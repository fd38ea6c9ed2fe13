//! Wald tests over linear contrasts of GLM coefficients

use crate::glm::GeneFit;

use super::pvalue::wald_pvalue;

/// Per-gene Wald test outcome. Fold changes and their errors are reported on
/// the log2 scale.
#[derive(Debug, Clone)]
pub struct WaldTestRow {
    pub log2_fold_change: f64,
    pub lfc_se: f64,
    pub stat: f64,
    pub pvalue: f64,
}

/// Test the linear combination `contrast' beta` for one gene.
///
/// Unexpressed genes (base mean zero) report a zero fold change with zero
/// standard error and no statistic. Genes whose fit did not converge keep
/// their estimates but get no statistic or p-value.
pub fn wald_test_gene(fit: &GeneFit, contrast: &[f64], base_mean: f64) -> WaldTestRow {
    let ln2 = std::f64::consts::LN_2;

    if base_mean == 0.0 {
        return WaldTestRow {
            log2_fold_change: 0.0,
            lfc_se: 0.0,
            stat: f64::NAN,
            pvalue: f64::NAN,
        };
    }

    let beta_c: f64 = contrast
        .iter()
        .zip(fit.beta.iter())
        .map(|(&c, &b)| c * b)
        .sum();

    let mut var_c = 0.0;
    for (j, &cj) in contrast.iter().enumerate() {
        if cj == 0.0 {
            continue;
        }
        for (k, &ck) in contrast.iter().enumerate() {
            if ck == 0.0 {
                continue;
            }
            var_c += cj * ck * fit.covariance_at(j, k);
        }
    }

    let se = if var_c > 0.0 { var_c.sqrt() } else { f64::NAN };
    let log2_fold_change = beta_c / ln2;
    let lfc_se = se / ln2;

    if !fit.converged || !se.is_finite() || se <= 0.0 {
        return WaldTestRow {
            log2_fold_change,
            lfc_se,
            stat: f64::NAN,
            pvalue: f64::NAN,
        };
    }

    let stat = beta_c / se;
    WaldTestRow {
        log2_fold_change,
        lfc_se,
        stat,
        pvalue: wald_pvalue(stat),
    }
}
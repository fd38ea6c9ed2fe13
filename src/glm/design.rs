//! Design matrices for additive categorical models

use std::collections::HashMap;

use ndarray::Array2;

use crate::data::SampleSheet;
use crate::error::{PipelineError, Result};

/// Coefficient layout of a fitted design matrix
#[derive(Debug, Clone)]
pub struct DesignInfo {
    pub coef_names: Vec<String>,
    /// Factors in formula order
    pub factors: Vec<String>,
    /// Ordered levels per factor; the first level is the reference
    pub factor_levels: HashMap<String, Vec<String>>,
    /// Non-reference level to design column index, per factor
    pub level_columns: HashMap<String, HashMap<String, usize>>,
}

impl DesignInfo {
    pub fn n_coefs(&self) -> usize {
        self.coef_names.len()
    }

    pub fn reference_level(&self, factor: &str) -> Option<&str> {
        self.factor_levels
            .get(factor)
            .and_then(|levels| levels.first())
            .map(|s| s.as_str())
    }
}

/// Build a treatment-coded model matrix for an additive formula over the
/// given factors: an intercept column plus one indicator column per
/// non-reference level of each factor. The reference level of each factor is
/// its first level in sort order.
pub fn design_matrix(
    samples: &SampleSheet,
    factors: &[String],
) -> Result<(Array2<f64>, DesignInfo)> {
    if factors.is_empty() {
        return Err(PipelineError::InvalidDesign {
            reason: "design formula has no factors".to_string(),
        });
    }

    let n_samples = samples.n_samples();
    let mut coef_names = vec!["Intercept".to_string()];
    let mut factor_levels: HashMap<String, Vec<String>> = HashMap::new();
    let mut level_columns: HashMap<String, HashMap<String, usize>> = HashMap::new();
    let mut columns: Vec<(Vec<String>, String)> = Vec::new(); // (values, level) per column

    for factor in factors {
        let values = samples.factor_values(factor)?;
        let levels = samples.levels(factor)?;
        if levels.len() < 2 {
            return Err(PipelineError::InvalidDesign {
                reason: format!("factor '{}' has fewer than 2 levels", factor),
            });
        }

        let reference = levels[0].clone();
        let mut cols = HashMap::new();
        for level in levels.iter().skip(1) {
            let col_idx = coef_names.len();
            coef_names.push(format!("{}_{}_vs_{}", factor, level, reference));
            cols.insert(level.clone(), col_idx);
            columns.push((values.clone(), level.clone()));
        }
        level_columns.insert(factor.clone(), cols);
        factor_levels.insert(factor.clone(), levels);
    }

    let n_coefs = coef_names.len();
    let mut design = Array2::zeros((n_samples, n_coefs));
    for i in 0..n_samples {
        design[[i, 0]] = 1.0;
    }
    for (c, (values, level)) in columns.iter().enumerate() {
        for i in 0..n_samples {
            if &values[i] == level {
                design[[i, c + 1]] = 1.0;
            }
        }
    }

    check_full_rank(&design)?;

    let info = DesignInfo {
        coef_names,
        factors: factors.to_vec(),
        factor_levels,
        level_columns,
    };
    Ok((design, info))
}

/// Numeric contrast vector for `numerator vs denominator` within one factor:
/// +1 on the numerator's column, -1 on the denominator's, with reference
/// levels contributing nothing. Fails when either level is absent from the
/// factor's observed levels.
pub fn contrast_vector(
    info: &DesignInfo,
    factor: &str,
    numerator: &str,
    denominator: &str,
) -> Result<Vec<f64>> {
    let levels = info
        .factor_levels
        .get(factor)
        .ok_or_else(|| PipelineError::InvalidContrast {
            reason: format!("factor '{}' is not in the fitted design", factor),
        })?;

    for level in [numerator, denominator] {
        if !levels.iter().any(|l| l == level) {
            return Err(PipelineError::InvalidContrast {
                reason: format!(
                    "level '{}' not found for factor '{}' (observed: {})",
                    level,
                    factor,
                    levels.join(", ")
                ),
            });
        }
    }
    if numerator == denominator {
        return Err(PipelineError::InvalidContrast {
            reason: format!("contrast '{0} vs {0}' is degenerate", numerator),
        });
    }

    let cols = &info.level_columns[factor];
    let mut contrast = vec![0.0; info.n_coefs()];
    if let Some(&c) = cols.get(numerator) {
        contrast[c] = 1.0;
    }
    if let Some(&c) = cols.get(denominator) {
        contrast[c] = -1.0;
    }
    Ok(contrast)
}

/// Reject rank-deficient model matrices before fitting. Rank is computed by
/// Gaussian elimination with partial pivoting and a scaled tolerance.
pub fn check_full_rank(design: &Array2<f64>) -> Result<()> {
    let nrow = design.nrows();
    let ncol = design.ncols();
    if nrow == 0 || ncol == 0 {
        return Err(PipelineError::InvalidDesign {
            reason: "design matrix has zero rows or columns".to_string(),
        });
    }
    if ncol > nrow {
        return Err(PipelineError::InvalidDesign {
            reason: "more coefficients than samples".to_string(),
        });
    }

    let mut work = design.clone();
    let max_abs = work.iter().fold(0.0f64, |m, &v| m.max(v.abs()));
    let tol = nrow.max(ncol) as f64 * f64::EPSILON * max_abs.max(1.0);

    let mut rank = 0;
    let mut row = 0;
    for col in 0..ncol {
        // Find the pivot in this column
        let mut pivot = row;
        for r in row..nrow {
            if work[[r, col]].abs() > work[[pivot, col]].abs() {
                pivot = r;
            }
        }
        if work[[pivot, col]].abs() <= tol {
            continue;
        }
        if pivot != row {
            for c in 0..ncol {
                work.swap([pivot, c], [row, c]);
            }
        }
        for r in (row + 1)..nrow {
            let factor = work[[r, col]] / work[[row, col]];
            for c in col..ncol {
                work[[r, c]] -= factor * work[[row, c]];
            }
        }
        rank += 1;
        row += 1;
        if row == nrow {
            break;
        }
    }

    if rank < ncol {
        return Err(PipelineError::InvalidDesign {
            reason: "the model matrix is not full rank; a factor level has no samples \
                     or one factor is a linear combination of others"
                .to_string(),
        });
    }
    Ok(())
}
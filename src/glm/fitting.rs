//! Negative binomial GLM fitting by iteratively reweighted least squares

use ndarray::{Array2, ArrayView1};

use super::negative_binomial::{nb_deviance, nb_mean, nb_weight, MAX_LFC_BETA, MIN_MU};

/// IRLS control parameters
#[derive(Debug, Clone)]
pub struct GlmParams {
    pub maxit: usize,
    pub beta_tol: f64,
}

impl Default for GlmParams {
    fn default() -> Self {
        Self {
            maxit: 100,
            beta_tol: 1e-8,
        }
    }
}

/// Fit of one gene, on the natural-log scale
#[derive(Debug, Clone)]
pub struct GeneFit {
    pub beta: Vec<f64>,
    pub standard_errors: Vec<f64>,
    /// Coefficient covariance, flat row-major (n_coefs x n_coefs)
    pub covariance: Vec<f64>,
    pub hat_diagonals: Vec<f64>,
    pub mu: Vec<f64>,
    pub converged: bool,
}

impl GeneFit {
    pub fn covariance_at(&self, j: usize, k: usize) -> f64 {
        let n = self.beta.len();
        self.covariance[j * n + k]
    }
}

/// Default ridge penalty per coefficient, a negligibly small value expressed
/// on the natural-log scale
pub fn default_ridge(n_coefs: usize) -> Vec<f64> {
    let ln2 = std::f64::consts::LN_2;
    vec![1e-6 / (ln2 * ln2); n_coefs]
}

/// Fit a single gene's NB GLM with a per-coefficient ridge penalty.
///
/// Coefficients are initialized by OLS on shifted log normalized counts and
/// refined by IRLS until the relative deviance change falls below `beta_tol`.
/// Iteration stops without convergence when any coefficient exceeds the
/// stability bound; such genes are reported with `converged = false` and get
/// no test statistic downstream.
pub fn fit_gene_irls(
    counts: ArrayView1<f64>,
    design: &Array2<f64>,
    offsets: ArrayView1<f64>,
    alpha: f64,
    lambda: &[f64],
    params: &GlmParams,
) -> GeneFit {
    let n_samples = counts.len();
    let n_coefs = design.ncols();

    // OLS on log(normalized count + 0.1) for starting values
    let log_counts: Vec<f64> = counts
        .iter()
        .zip(offsets.iter())
        .map(|(&c, &s)| {
            let norm_ct = if s > 0.0 { c / s } else { 0.0 };
            (norm_ct + 0.1).ln()
        })
        .collect();

    let mut xtx = vec![0.0; n_coefs * n_coefs];
    let mut xty = vec![0.0; n_coefs];
    for i in 0..n_samples {
        for j in 0..n_coefs {
            for k in 0..n_coefs {
                xtx[j * n_coefs + k] += design[[i, j]] * design[[i, k]];
            }
            xty[j] += design[[i, j]] * log_counts[i];
        }
    }
    let mut beta = solve_symmetric_system(&xtx, &xty, n_coefs);

    if beta.iter().any(|&b| !b.is_finite()) {
        let mean_count: f64 = counts
            .iter()
            .zip(offsets.iter())
            .map(|(&c, &s)| if s > 0.0 { c / s } else { 0.0 })
            .sum::<f64>()
            / n_samples as f64;
        beta = vec![0.0; n_coefs];
        beta[0] = mean_count.max(0.1).ln();
    }

    let mut converged = false;
    let mut dev_old = 0.0f64;

    let mut mus = vec![0.0; n_samples];
    let mut weights = vec![0.0; n_samples];
    let mut working_response = vec![0.0; n_samples];

    for iter in 0..params.maxit {
        for i in 0..n_samples {
            let eta: f64 = (0..n_coefs).map(|j| design[[i, j]] * beta[j]).sum();
            let mu = nb_mean(eta, offsets[i]).max(MIN_MU);
            mus[i] = mu;
            weights[i] = nb_weight(mu, alpha);
            working_response[i] = (mu / offsets[i]).ln() + (counts[i] - mu) / mu;
        }

        let new_beta = weighted_least_squares(design, &weights, &working_response, lambda);

        if new_beta.iter().any(|&b| b.abs() > MAX_LFC_BETA) {
            beta = new_beta;
            break;
        }

        for i in 0..n_samples {
            let eta: f64 = (0..n_coefs).map(|j| design[[i, j]] * new_beta[j]).sum();
            mus[i] = nb_mean(eta, offsets[i]).max(MIN_MU);
        }

        let counts_slice: Vec<f64> = counts.to_vec();
        let dev = nb_deviance(&counts_slice, &mus, alpha);
        let conv_test = (dev - dev_old).abs() / (dev.abs() + 0.1);

        if conv_test.is_nan() {
            beta = new_beta;
            break;
        }
        if iter > 0 && conv_test < params.beta_tol {
            beta = new_beta;
            converged = true;
            break;
        }
        dev_old = dev;
        beta = new_beta;
    }

    if !beta.iter().all(|b| b.is_finite()) {
        converged = false;
    }

    // Final weights and means from the accepted coefficients
    for i in 0..n_samples {
        let eta: f64 = (0..n_coefs).map(|j| design[[i, j]] * beta[j]).sum();
        let mu = nb_mean(eta, offsets[i]).max(MIN_MU);
        mus[i] = mu;
        weights[i] = nb_weight(mu, alpha);
    }

    let (standard_errors, hat_diagonals, covariance) =
        errors_covariance_hat(design, &weights, lambda);

    GeneFit {
        beta,
        standard_errors,
        covariance,
        hat_diagonals,
        mu: mus,
        converged,
    }
}

/// Solve (X'WX + Lambda) beta = X'Wz
fn weighted_least_squares(
    design: &Array2<f64>,
    weights: &[f64],
    response: &[f64],
    lambda: &[f64],
) -> Vec<f64> {
    let n_coefs = design.ncols();
    let mut xtwx = vec![0.0; n_coefs * n_coefs];
    for i in 0..design.nrows() {
        let w = weights[i];
        for j in 0..n_coefs {
            for k in 0..n_coefs {
                xtwx[j * n_coefs + k] += w * design[[i, j]] * design[[i, k]];
            }
        }
    }
    for j in 0..n_coefs {
        xtwx[j * n_coefs + j] += lambda[j];
    }

    let mut xtwz = vec![0.0; n_coefs];
    for i in 0..design.nrows() {
        let w = weights[i];
        for j in 0..n_coefs {
            xtwz[j] += w * design[[i, j]] * response[i];
        }
    }

    solve_symmetric_system(&xtwx, &xtwz, n_coefs)
}

/// Cholesky solve of a symmetric positive definite system; near-singular
/// pivots are repaired with a small diagonal epsilon
fn solve_symmetric_system(a: &[f64], b: &[f64], n: usize) -> Vec<f64> {
    let mut l = vec![0.0; n * n];

    for i in 0..n {
        for j in 0..=i {
            let mut sum = a[i * n + j];
            for k in 0..j {
                sum -= l[i * n + k] * l[j * n + k];
            }
            if i == j {
                if sum <= 0.0 {
                    sum = 1e-12;
                }
                l[i * n + j] = sum.sqrt();
            } else {
                l[i * n + j] = sum / l[j * n + j];
            }
        }
    }

    let mut y = vec![0.0; n];
    for i in 0..n {
        let mut sum = b[i];
        for j in 0..i {
            sum -= l[i * n + j] * y[j];
        }
        y[i] = sum / l[i * n + i];
    }

    let mut x = vec![0.0; n];
    for i in (0..n).rev() {
        let mut sum = y[i];
        for j in (i + 1)..n {
            sum -= l[j * n + i] * x[j];
        }
        x[i] = sum / l[i * n + i];
    }
    x
}

fn invert_symmetric_matrix(a: &[f64], n: usize) -> Vec<f64> {
    let mut result = vec![0.0; n * n];
    for i in 0..n {
        let mut e = vec![0.0; n];
        e[i] = 1.0;
        let col = solve_symmetric_system(a, &e, n);
        for (j, &v) in col.iter().enumerate() {
            result[j * n + i] = v;
        }
    }
    result
}

/// Sandwich covariance of the ridged fit,
/// Sigma = (X'WX + Lambda)^-1 X'WX (X'WX + Lambda)^-1,
/// plus the hat matrix diagonal used for outlier diagnostics.
fn errors_covariance_hat(
    design: &Array2<f64>,
    weights: &[f64],
    lambda: &[f64],
) -> (Vec<f64>, Vec<f64>, Vec<f64>) {
    let n_samples = design.nrows();
    let n_coefs = design.ncols();

    let mut xtwx = vec![0.0; n_coefs * n_coefs];
    for i in 0..n_samples {
        let w = weights[i];
        for j in 0..n_coefs {
            for k in 0..n_coefs {
                xtwx[j * n_coefs + k] += w * design[[i, j]] * design[[i, k]];
            }
        }
    }

    let mut xtwx_ridge = xtwx.clone();
    for j in 0..n_coefs {
        xtwx_ridge[j * n_coefs + j] += lambda[j];
    }
    let ridge_inv = invert_symmetric_matrix(&xtwx_ridge, n_coefs);

    let mut hat_diagonals = vec![0.0; n_samples];
    for i in 0..n_samples {
        let w = weights[i];
        let mut h = 0.0;
        for j in 0..n_coefs {
            for k in 0..n_coefs {
                h += w * design[[i, j]] * ridge_inv[j * n_coefs + k] * design[[i, k]];
            }
        }
        hat_diagonals[i] = h;
    }

    let mut temp = vec![0.0; n_coefs * n_coefs];
    for i in 0..n_coefs {
        for j in 0..n_coefs {
            for k in 0..n_coefs {
                temp[i * n_coefs + j] += ridge_inv[i * n_coefs + k] * xtwx[k * n_coefs + j];
            }
        }
    }
    let mut sigma = vec![0.0; n_coefs * n_coefs];
    for i in 0..n_coefs {
        for j in 0..n_coefs {
            for k in 0..n_coefs {
                sigma[i * n_coefs + j] += temp[i * n_coefs + k] * ridge_inv[k * n_coefs + j];
            }
        }
    }

    let standard_errors = (0..n_coefs)
        .map(|i| {
            let v = sigma[i * n_coefs + i];
            if v > 0.0 {
                v.sqrt()
            } else {
                f64::NAN
            }
        })
        .collect();

    (standard_errors, hat_diagonals, sigma)
}

#[cfg(test)]
mod tests {
    use super::*;
    use ndarray::{array, Array1};

    fn two_group_design() -> Array2<f64> {
        array![
            [1.0, 0.0],
            [1.0, 0.0],
            [1.0, 0.0],
            [1.0, 1.0],
            [1.0, 1.0],
            [1.0, 1.0]
        ]
    }

    #[test]
    fn test_irls_recovers_fold_change() {
        let counts = array![100.0, 110.0, 95.0, 400.0, 420.0, 390.0];
        let offsets = array![1.0, 1.0, 1.0, 1.0, 1.0, 1.0];
        let design = two_group_design();
        let lambda = default_ridge(2);

        let fit = fit_gene_irls(
            counts.view(),
            &design,
            offsets.view(),
            0.01,
            &lambda,
            &GlmParams::default(),
        );

        assert!(fit.converged);
        // beta[1] is the natural-log ratio of group means, ~ln(4)
        assert!((fit.beta[1] - 4.0_f64.ln()).abs() < 0.1);
        assert!(fit.standard_errors.iter().all(|&se| se > 0.0));
    }

    #[test]
    fn test_offsets_shift_intercept_not_lfc() {
        let counts = array![100.0, 110.0, 95.0, 400.0, 420.0, 390.0];
        let even = array![1.0, 1.0, 1.0, 1.0, 1.0, 1.0];
        let doubled = array![2.0, 2.0, 2.0, 2.0, 2.0, 2.0];
        let design = two_group_design();
        let lambda = default_ridge(2);
        let params = GlmParams::default();

        let fit_a = fit_gene_irls(counts.view(), &design, even.view(), 0.01, &lambda, &params);
        let fit_b = fit_gene_irls(counts.view(), &design, doubled.view(), 0.01, &lambda, &params);

        assert!((fit_a.beta[1] - fit_b.beta[1]).abs() < 1e-3);
        assert!((fit_a.beta[0] - fit_b.beta[0] - 2.0_f64.ln()).abs() < 1e-3);
    }

    #[test]
    fn test_hat_diagonals_sum_near_coef_count() {
        let counts = array![100.0, 110.0, 95.0, 400.0, 420.0, 390.0];
        let offsets = Array1::from_elem(6, 1.0);
        let design = two_group_design();
        let fit = fit_gene_irls(
            counts.view(),
            &design,
            offsets.view(),
            0.01,
            &default_ridge(2),
            &GlmParams::default(),
        );
        let h_sum: f64 = fit.hat_diagonals.iter().sum();
        assert!((h_sum - 2.0).abs() < 0.05, "trace of hat matrix ~ p, got {}", h_sum);
    }

    #[test]
    fn test_stronger_ridge_shrinks_towards_zero() {
        let counts = array![100.0, 110.0, 95.0, 400.0, 420.0, 390.0];
        let offsets = Array1::from_elem(6, 1.0);
        let design = two_group_design();
        let params = GlmParams::default();

        let loose = fit_gene_irls(
            counts.view(),
            &design,
            offsets.view(),
            0.01,
            &default_ridge(2),
            &params,
        );
        let ln2 = std::f64::consts::LN_2;
        let tight_lambda = vec![1e-6 / (ln2 * ln2), 5.0];
        let tight = fit_gene_irls(
            counts.view(),
            &design,
            offsets.view(),
            0.01,
            &tight_lambda,
            &params,
        );

        assert!(tight.beta[1].abs() < loose.beta[1].abs());
        assert!(tight.beta[1] > 0.0);
    }

    #[test]
    fn test_solve_symmetric_system() {
        // [[4, 1], [1, 3]] x = [1, 2] -> x = [1/11, 7/11]
        let a = vec![4.0, 1.0, 1.0, 3.0];
        let b = vec![1.0, 2.0];
        let x = solve_symmetric_system(&a, &b, 2);
        assert!((x[0] - 1.0 / 11.0).abs() < 1e-10);
        assert!((x[1] - 7.0 / 11.0).abs() < 1e-10);
    }
}
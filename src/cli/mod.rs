//! Command-line interface and batch orchestration

use std::fs;
use std::path::PathBuf;

use clap::Parser;
use log::{error, info};

use crate::annotation::TranscriptGeneMap;
use crate::data::{DgeDataSet, SampleSheet};
use crate::error::{PipelineError, Result};
use crate::import::import_quantifications;
use crate::model::{fit_with_options, ContrastSpec, Design, FitOptions, FittedModel};
use crate::results::results_filename;

#[derive(Parser, Debug)]
#[command(name = "salivatx")]
#[command(version)]
#[command(about = "Differential gene expression analysis of saliva RNA-seq quantifications")]
pub struct Cli {
    /// Path to the sample metadata table
    #[arg(short, long,
        long_help = "Path to the sample metadata table (CSV or TSV, auto-detected).\n\
            Required columns: Sample, Product, Tissue, Timepoint, Fortification.")]
    pub metadata: PathBuf,

    /// Optional descriptive-name table (sample id, subject)
    #[arg(long)]
    pub names: Option<PathBuf>,

    /// Base directory holding one quantification folder per sample
    #[arg(short, long, value_name = "DIR",
        long_help = "Base directory holding one folder per composite sample code,\n\
            each containing a quant.sf transcript quantification file.")]
    pub quant_dir: PathBuf,

    /// Transcript-to-gene map (two-column delimited file)
    #[arg(short, long)]
    pub tx2gene: PathBuf,

    /// Output directory for result tables
    #[arg(short, long, default_value = "results")]
    pub out_dir: PathBuf,

    /// Tissue to retain from the metadata table
    #[arg(long, default_value = "Saliva")]
    pub tissue: String,

    /// Minimum total raw count for a gene to enter the fit
    #[arg(long, default_value_t = 10.0)]
    pub min_count: f64,

    /// Adjusted p-value thresholds; one output file per contrast per threshold
    #[arg(long = "alpha", value_name = "ALPHA", default_values_t = [0.1, 0.05])]
    pub alphas: Vec<f64>,

    /// Apply normal-prior shrinkage to reported fold changes
    #[arg(long)]
    pub shrinkage: bool,

    /// Also write an MA plot SVG per contrast
    #[arg(long)]
    pub ma_plots: bool,

    /// Worker threads for per-gene fitting (0 = rayon default)
    #[arg(long, default_value_t = 3)]
    pub threads: usize,

    /// Enable verbose output
    #[arg(short, long)]
    pub verbose: bool,
}

/// Run the full batch: load inputs, fit one model per design, export every
/// contrast at every threshold.
pub fn run(cli: &Cli) -> Result<()> {
    if cli.threads > 0 {
        rayon::ThreadPoolBuilder::new()
            .num_threads(cli.threads)
            .build_global()
            .ok();
    }

    info!("Loading metadata from {}", cli.metadata.display());
    let mut samples = SampleSheet::load(&cli.metadata)?;
    if let Some(names) = &cli.names {
        samples.attach_subjects(names)?;
    }
    let samples = samples.retain_tissue(&cli.tissue)?;
    info!("{} {} samples", samples.n_samples(), cli.tissue);

    info!("Loading transcript-gene map from {}", cli.tx2gene.display());
    let tx2gene = TranscriptGeneMap::load(&cli.tx2gene)?;
    info!("{} transcripts mapped", tx2gene.n_transcripts());

    info!("Importing quantifications from {}", cli.quant_dir.display());
    let quant = import_quantifications(&samples, &cli.quant_dir, &tx2gene)?;
    info!(
        "{} genes x {} samples imported",
        quant.counts.n_genes(),
        quant.counts.n_samples()
    );

    let dataset = DgeDataSet::new(quant.counts, samples, Some(quant.lengths))?;

    fs::create_dir_all(&cli.out_dir).map_err(|e| PipelineError::ExportFailed {
        path: cli.out_dir.clone(),
        source: e,
    })?;

    let options = FitOptions {
        min_total_count: cli.min_count,
        ..FitOptions::default()
    };

    let mut first_error: Option<PipelineError> = None;
    for (analysis, design, contrasts) in planned_analyses(&dataset)? {
        info!("Analysis '{}' (~{})", analysis, design.factors.join("+"));
        let model = fit_with_options(&dataset, &design, &options)?;
        for spec in &contrasts {
            if let Err(e) = export_contrast(cli, &model, &analysis, spec) {
                error!("{}: {}", spec.label(), e);
                first_error.get_or_insert(e);
            }
        }
    }

    match first_error {
        Some(e) => Err(e),
        None => Ok(()),
    }
}

/// The standard analysis plan: each single factor, timepoint adjusted for
/// product, and the product x timepoint interaction via the synthetic Group
/// factor with all pairwise level contrasts.
fn planned_analyses(
    dataset: &DgeDataSet,
) -> Result<Vec<(String, Design, Vec<ContrastSpec>)>> {
    let samples = dataset.samples();
    let mut plan = Vec::new();

    plan.push((
        "timepoint".to_string(),
        Design::new(["Timepoint"]),
        vec![two_level_contrast(samples, "Timepoint", "Final")?],
    ));
    plan.push((
        "fortification".to_string(),
        Design::new(["Fortification"]),
        vec![two_level_contrast(samples, "Fortification", "Fortified")?],
    ));
    plan.push((
        "product_timepoint".to_string(),
        Design::new(["Product", "Timepoint"]),
        vec![two_level_contrast(samples, "Timepoint", "Final")?],
    ));

    let group_levels = samples.levels("Group")?;
    let mut group_contrasts = Vec::new();
    for (i, denominator) in group_levels.iter().enumerate() {
        for numerator in group_levels.iter().skip(i + 1) {
            group_contrasts.push(ContrastSpec::new("Group", numerator, denominator));
        }
    }
    plan.push(("group".to_string(), Design::new(["Group"]), group_contrasts));

    Ok(plan)
}

/// Contrast for a two-level factor, putting `preferred_numerator` on top when
/// it is observed; otherwise the second sorted level is the numerator.
fn two_level_contrast(
    samples: &SampleSheet,
    factor: &str,
    preferred_numerator: &str,
) -> Result<ContrastSpec> {
    let levels = samples.levels(factor)?;
    if levels.len() != 2 {
        return Err(PipelineError::InvalidDesign {
            reason: format!(
                "factor '{}' has {} levels, expected 2 (observed: {})",
                factor,
                levels.len(),
                levels.join(", ")
            ),
        });
    }
    let (numerator, denominator) = if levels[0] == preferred_numerator {
        (levels[0].clone(), levels[1].clone())
    } else {
        (levels[1].clone(), levels[0].clone())
    };
    Ok(ContrastSpec::new(factor, &numerator, &denominator))
}

fn export_contrast(
    cli: &Cli,
    model: &FittedModel,
    analysis: &str,
    spec: &ContrastSpec,
) -> Result<()> {
    for &alpha in &cli.alphas {
        let table = if cli.shrinkage {
            model.shrink(spec, alpha)?
        } else {
            model.contrast(spec, alpha)?
        };
        let path = cli
            .out_dir
            .join(results_filename(analysis, &table.name, alpha));
        table.export_significant_csv(&path, alpha)?;
        info!(
            "{}: {} significant genes at padj < {} -> {}",
            table.name,
            table.n_significant(alpha),
            alpha,
            path.display()
        );

        if cli.ma_plots && alpha == cli.alphas[0] {
            let svg_path = cli
                .out_dir
                .join(format!("{}_{}_ma.svg", analysis, table.name));
            table.export_ma_plot_svg(&svg_path, alpha)?;
        }
    }
    Ok(())
}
....................
* _Your objective_
From the records above, print only the lines between the one holding "pub fn check_full_rank(design: &Array2<f64>)" and the one holding "if ncol > nrow", inclusive, exactly as they stand.

* _Answer below_
pub fn check_full_rank(design: &Array2<f64>) -> Result<()> {
    let nrow = design.nrows();
    let ncol = design.ncols();
    if nrow == 0 || ncol == 0 {
        return Err(PipelineError::InvalidDesign {
            reason: "design matrix has zero rows or columns".to_string(),
        });
    }
    if ncol > nrow {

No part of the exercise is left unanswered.